ZERO CARBON IN UK HOMES
Britain sets sights on "zero carbon" homes
Jeremy Lovell, December 13, 2006 (Reuters via Yahoo News)
- Britain set out plans on Wednesday to help tackle global warming by making all new housing "zero carbon" within a decade.

- From 2016 green new homes should generate from renewable or low carbon sources at least as much electricity as they use…
Homes produce some 40 million tonnes of carbon a year or about one quarter of Britain's greenhouse gases, making them the third largest emitter after business and transport…

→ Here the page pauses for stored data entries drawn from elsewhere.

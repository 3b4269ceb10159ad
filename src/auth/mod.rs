//! Authentication and authorization.
//!
//! [`AuthService`] resolves an inbound [`Credential`] into a
//! [`RequestContext`]:
//!
//! 1. the validator for the credential kind checks existence, revocation and
//!    expiry (API keys and sessions in storage, bearer tokens by signature),
//! 2. the resolved subject is charged one token from its rate-limit bucket,
//! 3. the attempt is appended to the audit log, success or failure.
//!
//! Authorization is separate: [`RequestContext::authorize`] checks a scope set.

mod api_key;
mod audit;
mod context;
mod rate_limiter;
mod revocation;
mod session;
mod token;

pub use api_key::{ApiKeyRecord, ApiKeyStore, IssuedApiKey};
pub use audit::{AuditEntry, AuditLog, AuditOutcome};
pub use context::{CredentialKind, Grant, RequestContext, Scopes};
pub use rate_limiter::{RateLimitConfig, RateLimiter};
pub use revocation::RevocationList;
pub use session::{SessionRecord, SessionStore};
pub use token::{AccessClaims, RefreshTokenRecord, TokenPair, TokenService, TokenSigner};

use base64::engine::general_purpose::URL_SAFE_NO_PAD;
use base64::Engine as _;
use chrono::{DateTime, Utc};
use rand::RngCore;
use serde::Serialize;
use sha2::{Digest, Sha256};
use std::sync::Arc;
use std::time::Duration;

use crate::storage::StorageAdapter;
use crate::types::{AuthConfig, Error, Result, SubjectId, TokenId};

/// Hex SHA-256 of a raw secret; the storage key for keys and refresh tokens.
pub(crate) fn digest_hex(raw: &str) -> String {
    format!("{:x}", Sha256::digest(raw.as_bytes()))
}

/// 32 random bytes, base64url encoded, behind a kind prefix.
pub(crate) fn generate_secret(prefix: &str) -> String {
    let mut bytes = [0u8; 32];
    rand::thread_rng().fill_bytes(&mut bytes);
    format!("{}{}", prefix, URL_SAFE_NO_PAD.encode(bytes))
}

// =============================================================================
// Credentials
// =============================================================================

/// A credential as presented by a caller.
#[derive(Clone, PartialEq, Eq)]
pub enum Credential {
    ApiKey(String),
    Session(String),
    Bearer(String),
}

impl std::fmt::Debug for Credential {
    fn fmt(&self, f: &mut std::fmt::Formatter<'_>) -> std::fmt::Result {
        write!(f, "Credential::{}(<redacted>)", self.kind())
    }
}

impl Credential {
    pub fn kind(&self) -> CredentialKind {
        match self {
            Credential::ApiKey(_) => CredentialKind::ApiKey,
            Credential::Session(_) => CredentialKind::Session,
            Credential::Bearer(_) => CredentialKind::Jwt,
        }
    }

    /// Extract a credential from transport headers.
    ///
    /// Header names match case-insensitively. Precedence is
    /// `Authorization: Bearer`, then the API key header, then the session
    /// cookie.
    pub fn from_headers<'a>(
        headers: impl IntoIterator<Item = (&'a str, &'a str)>,
        api_key_header: &str,
        session_cookie: &str,
    ) -> Option<Credential> {
        let mut bearer = None;
        let mut api_key = None;
        let mut session = None;

        for (name, value) in headers {
            let value = value.trim();
            if name.eq_ignore_ascii_case("authorization") {
                if let Some((scheme, token)) = value.split_once(' ') {
                    if scheme.eq_ignore_ascii_case("bearer") && !token.trim().is_empty() {
                        bearer = Some(token.trim().to_string());
                    }
                }
            } else if name.eq_ignore_ascii_case(api_key_header) {
                if !value.is_empty() {
                    api_key = Some(value.to_string());
                }
            } else if name.eq_ignore_ascii_case("cookie") {
                session = session.or_else(|| cookie_value(value, session_cookie));
            }
        }

        bearer
            .map(Credential::Bearer)
            .or(api_key.map(Credential::ApiKey))
            .or(session.map(Credential::Session))
    }
}

fn cookie_value(header: &str, name: &str) -> Option<String> {
    header.split(';').find_map(|pair| {
        let (key, value) = pair.trim().split_once('=')?;
        (key == name && !value.is_empty()).then(|| value.to_string())
    })
}

/// Records removed by one cleanup sweep.
#[derive(Debug, Clone, Default, PartialEq, Eq, Serialize)]
pub struct PurgeReport {
    pub api_keys: usize,
    pub sessions: usize,
    pub refresh_tokens: usize,
    pub idle_buckets: usize,
}

// =============================================================================
// Auth service
// =============================================================================

#[derive(Debug)]
pub struct AuthService {
    config: AuthConfig,
    api_keys: ApiKeyStore,
    sessions: SessionStore,
    tokens: TokenService,
    limiter: RateLimiter,
    revocations: Arc<RevocationList>,
    audit: AuditLog,
}

impl AuthService {
    /// Build the subsystem over `storage` and hydrate the revocation list.
    pub async fn open(config: &AuthConfig, storage: Arc<dyn StorageAdapter>) -> Result<Self> {
        let secret = match &config.token_secret {
            Some(secret) => secret.clone(),
            None => {
                tracing::warn!("no token secret configured, bearer tokens will not survive a restart");
                generate_secret("")
            }
        };

        let limiter = RateLimiter::new(config.rate_limit.clone())?;

        let revocations = Arc::new(RevocationList::new(storage.clone()));
        revocations.hydrate().await?;

        Ok(Self {
            config: config.clone(),
            api_keys: ApiKeyStore::new(storage.clone(), revocations.clone()),
            sessions: SessionStore::new(storage.clone(), revocations.clone()),
            tokens: TokenService::new(
                TokenSigner::new(secret),
                storage.clone(),
                revocations.clone(),
                config.access_token_ttl,
                config.refresh_token_ttl,
            ),
            limiter,
            revocations,
            audit: AuditLog::new(storage),
        })
    }

    pub fn config(&self) -> &AuthConfig {
        &self.config
    }

    pub fn api_keys(&self) -> &ApiKeyStore {
        &self.api_keys
    }

    pub fn sessions(&self) -> &SessionStore {
        &self.sessions
    }

    pub fn tokens(&self) -> &TokenService {
        &self.tokens
    }

    pub fn rate_limiter(&self) -> &RateLimiter {
        &self.limiter
    }

    pub fn revocations(&self) -> &RevocationList {
        &self.revocations
    }

    pub fn audit(&self) -> &AuditLog {
        &self.audit
    }

    /// Parse transport headers using the configured header and cookie names.
    pub fn credential_from_headers<'a>(
        &self,
        headers: impl IntoIterator<Item = (&'a str, &'a str)>,
    ) -> Option<Credential> {
        Credential::from_headers(
            headers,
            &self.config.api_key_header,
            &self.config.session_cookie,
        )
    }

    // =============================================================================
    // Authentication
    // =============================================================================

    /// Resolve a credential, charge the subject's rate limit and audit the
    /// attempt.
    ///
    /// A successful attempt whose audit entry cannot be stored fails with the
    /// storage error. A failed attempt always returns its own error; an audit
    /// write failure on that path is logged instead.
    pub async fn authenticate(&self, credential: &Credential) -> Result<RequestContext> {
        let kind = credential.kind();
        let resolved = match credential {
            Credential::ApiKey(raw) => self.api_keys.validate(raw).await,
            Credential::Session(id) => self.sessions.validate(id).await,
            Credential::Bearer(token) => self.tokens.validate_access(token).await,
        };

        let context = match resolved {
            Ok(context) => context,
            Err(e) => return Err(self.audit_failure(None, kind, e).await),
        };

        if let Err(e) = self.limiter.check_and_consume(context.subject.as_str()) {
            return Err(self
                .audit_failure(Some(context.subject.clone()), kind, e)
                .await);
        }

        self.audit.record(AuditEntry::success(&context)).await?;
        Ok(context)
    }

    /// Exchange a refresh token. Audited and rate-limited like `authenticate`.
    pub async fn refresh(&self, refresh_token: &str) -> Result<TokenPair> {
        let kind = CredentialKind::RefreshToken;
        let (subject, pair) = match self.tokens.refresh(refresh_token).await {
            Ok(exchanged) => exchanged,
            Err(e) => return Err(self.audit_failure(None, kind, e).await),
        };

        if let Err(e) = self.limiter.check_and_consume(subject.as_str()) {
            return Err(self.audit_failure(Some(subject), kind, e).await);
        }

        self.audit
            .record(AuditEntry {
                timestamp: Utc::now(),
                subject: Some(subject),
                kind,
                outcome: AuditOutcome::Success,
            })
            .await?;
        Ok(pair)
    }

    async fn audit_failure(
        &self,
        subject: Option<SubjectId>,
        kind: CredentialKind,
        error: Error,
    ) -> Error {
        if let Err(audit_err) = self
            .audit
            .record(AuditEntry::failure(subject, kind, &error))
            .await
        {
            tracing::error!(error = %audit_err, "failed to store audit entry");
        }
        error
    }

    // =============================================================================
    // Issuance and revocation
    // =============================================================================

    /// Create an API key. `ttl` falls back to the configured default.
    pub async fn create_api_key(&self, grant: Grant, ttl: Option<Duration>) -> Result<IssuedApiKey> {
        let expires_at = match ttl.or(self.config.api_key_ttl) {
            Some(ttl) => Some(
                Utc::now()
                    + chrono::Duration::from_std(ttl)
                        .map_err(|e| Error::validation(format!("api key ttl out of range: {}", e)))?,
            ),
            None => None,
        };
        self.api_keys.create(grant, expires_at).await
    }

    pub async fn revoke_api_key(&self, id: &str) -> Result<bool> {
        self.api_keys.revoke(id).await
    }

    pub async fn rotate_api_key(&self, id: &str) -> Result<IssuedApiKey> {
        self.api_keys.rotate(id).await
    }

    pub async fn list_api_keys(&self, subject: &SubjectId) -> Result<Vec<ApiKeyRecord>> {
        self.api_keys.list(subject).await
    }

    /// Open a session with the configured lifetime.
    pub async fn create_session(&self, grant: Grant) -> Result<SessionRecord> {
        self.sessions
            .create(grant, Some(self.config.session_ttl))
            .await
    }

    pub async fn list_sessions(&self, subject: &SubjectId) -> Result<Vec<SessionRecord>> {
        self.sessions.list(subject).await
    }

    pub async fn revoke_session(&self, id: &str) -> Result<bool> {
        self.sessions.revoke(id).await
    }

    pub async fn revoke_all_sessions(&self, subject: &SubjectId) -> Result<usize> {
        self.sessions.revoke_all(subject).await
    }

    pub async fn issue_tokens(&self, grant: Grant) -> Result<TokenPair> {
        self.tokens.issue(grant).await
    }

    pub async fn revoke_access_token(&self, jti: &str) -> Result<()> {
        self.tokens.revoke_access(jti).await
    }

    pub async fn revoke_token_family(&self, family: &TokenId) -> Result<()> {
        self.tokens.revoke_family(family).await
    }

    pub async fn is_revoked(&self, kind: CredentialKind, id: &str) -> bool {
        self.revocations.is_revoked(kind, id).await
    }

    /// Delete expired credential records and drop idle rate-limit buckets.
    pub async fn purge_expired(&self, now: DateTime<Utc>, idle: Duration) -> Result<PurgeReport> {
        Ok(PurgeReport {
            api_keys: self.api_keys.purge_expired(now).await?,
            sessions: self.sessions.purge_expired(now).await?,
            refresh_tokens: self.tokens.purge_expired(now).await?,
            idle_buckets: self.limiter.cleanup_idle(idle),
        })
    }
}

- There are a number of definitions of "zero carbon" ranging from using renewable building materials and transport fuel to sharply reducing emissions from usage -- including recycling household waste…[For this government initiative] the term "zero carbon" meant all emissions from power generation after construction and did not include…the "embodied" carbon in the building materials or transport to the site…
- Former World Bank chief economist Nicholas Stern said in October that urgent action on global warming was vital, and that delay would multiply the cost 20 times.
- Britain, a signatory to the Kyoto Protocol on curbing carbon emissions, has pledged to go even further and cut its own greenhouse gases by 60 percent by 2050 -- a target that is proving elusive and which environmentalists say is too timid.
- top rated houses would be energy efficient and use renewables like solar panels, rooftop wind turbines, wood pellets, mini combined heat and power stations…regulations would be tightened to ensure all new buildings were environmentally friendly…tax breaks [would] encourage home buyers to opt for green homes…Environmentalists welcomed the move, noting that although new homes now accounted for a fraction of the housing stock they would constitute about one-third of the total by mid-century.